* **Try it**
Retype the data below in full, keeping every character as it is.

[Entries taken from a collection]

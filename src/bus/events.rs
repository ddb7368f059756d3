use serde::{Deserialize, Serialize};

pub const TOPIC_JOB_STATUS: &str = "job/status";
pub const TOPIC_JOBSHOP: &str = "jobshop/status";
pub const TOPIC_JOB_TELEMETRY: &str = "job/telemetry";
pub const TOPIC_JOB_ALERTS: &str = "job/alerts";

pub const REASON_THRESHOLD_EXCEEDED: &str = "threshold_exceeded";
pub const REASON_WILL_FAIL: &str = "will_fail";
pub const METHOD_IHA: &str = "IHA";

/// Job-shop lifecycle event as published on `jobshop/status`.
#[derive(Debug, Clone, PartialEq, Serialize, Deserialize)]
#[serde(tag = "type")]
pub enum JobShopEvent {
    #[serde(rename = "STARTED")]
    Started {
        timestamp: u64,
        job_id: String,
        machine_id: String,
        required_class: String,
        step_remaining: u32,
        method: String,
    },
    #[serde(rename = "STEP_DONE")]
    StepDone {
        timestamp: u64,
        job_id: String,
        next_required_class: String,
    },
    #[serde(rename = "COMPLETED")]
    Completed {
        timestamp: u64,
        job_id: String,
        machine_id: String,
    },
    #[serde(rename = "FAILED")]
    Failed {
        timestamp: u64,
        machine_id: String,
        class: String,
        job_id: String,
        reason: String,
        temperature: f64,
        vibration: f64,
    },
    #[serde(rename = "PREDICTION")]
    Prediction {
        timestamp: u64,
        machine_id: String,
        job_id: String,
        reason: String,
        risk_score: f64,
        threshold: f64,
    },
}

/// Per-machine snapshot, retained on `job/status` so late subscribers
/// immediately see the whole fleet.
#[derive(Debug, Clone, PartialEq, Serialize, Deserialize)]
pub struct MachineStatus {
    pub timestamp: u64,
    pub machine_id: String,
    pub class_name: String,
    pub temperature: f64,
    pub vibration: f64,
    pub status: String,
    pub current_job: String,
    pub temp_threshold: f64,
    pub vib_threshold: f64,
    pub power_kwh_total: f64,
}

/// Raw signal sample on `job/telemetry` (not retained).
#[derive(Debug, Clone, PartialEq, Serialize, Deserialize)]
pub struct Telemetry {
    pub timestamp: u64,
    pub class_name: String,
    pub machine_id: String,
    pub temperature_c: f64,
    pub vibration_rms_mm_s: f64,
    pub seq: u64,
}

/// Inbound risk alert from the external inference service on `job/alerts`.
#[derive(Debug, Clone, PartialEq, Serialize, Deserialize)]
pub struct Alert {
    pub timestamp: String,
    pub machine_id: String,
    pub risk_score: f64,
    pub threshold: f64,
    pub red_flag: bool,
}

* **Final answer**
filename src/bus/events.rs
repository ddb7368f059756d3
use serde::{Deserialize, Serialize};

pub const TOPIC_JOB_STATUS: &str = "job/status";
pub const TOPIC_JOBSHOP: &str = "jobshop/status";
pub const TOPIC_JOB_TELEMETRY: &str = "job/telemetry";
pub const TOPIC_JOB_ALERTS: &str = "job/alerts";

pub const REASON_THRESHOLD_EXCEEDED: &str = "threshold_exceeded";
pub const REASON_WILL_FAIL: &str = "will_fail";
pub const METHOD_IHA: &str = "IHA";

/// Job-shop lifecycle event as published on `jobshop/status`.
#[derive(Debug, Clone, PartialEq, Serialize, Deserialize)]
#[serde(tag = "type")]
pub enum JobShopEvent {
    #[serde(rename = "STARTED")]
    Started {
        timestamp: u64,
        job_id: String,
        machine_id: String,
        required_class: String,
        step_remaining: u32,
        method: String,
    },
    #[serde(rename = "STEP_DONE")]
    StepDone {
        timestamp: u64,
        job_id: String,
        next_required_class: String,
    },
    #[serde(rename = "COMPLETED")]
    Completed {
        timestamp: u64,
        job_id: String,
        machine_id: String,
    },
    #[serde(rename = "FAILED")]
    Failed {
        timestamp: u64,
        machine_id: String,
        class: String,
        job_id: String,
        reason: String,
        temperature: f64,
        vibration: f64,
    },
    #[serde(rename = "PREDICTION")]
    Prediction {
        timestamp: u64,
        machine_id: String,
        job_id: String,
        reason: String,
        risk_score: f64,
        threshold: f64,
    },
}

/// Per-machine snapshot, retained on `job/status` so late subscribers
/// immediately see the whole fleet.
#[derive(Debug, Clone, PartialEq, Serialize, Deserialize)]
pub struct MachineStatus {
    pub timestamp: u64,
    pub machine_id: String,
    pub class_name: String,
    pub temperature: f64,
    pub vibration: f64,
    pub status: String,
    pub current_job: String,
    pub temp_threshold: f64,
    pub vib_threshold: f64,
    pub power_kwh_total: f64,
}

/// Raw signal sample on `job/telemetry` (not retained).
#[derive(Debug, Clone, PartialEq, Serialize, Deserialize)]
pub struct Telemetry {
    pub timestamp: u64,
    pub class_name: String,
    pub machine_id: String,
    pub temperature_c: f64,
    pub vibration_rms_mm_s: f64,
    pub seq: u64,
}

/// Inbound risk alert from the external inference service on `job/alerts`.
#[derive(Debug, Clone, PartialEq, Serialize, Deserialize)]
pub struct Alert {
    pub timestamp: String,
    pub machine_id: String,
    pub risk_score: f64,
    pub threshold: f64,
    pub red_flag: bool,
}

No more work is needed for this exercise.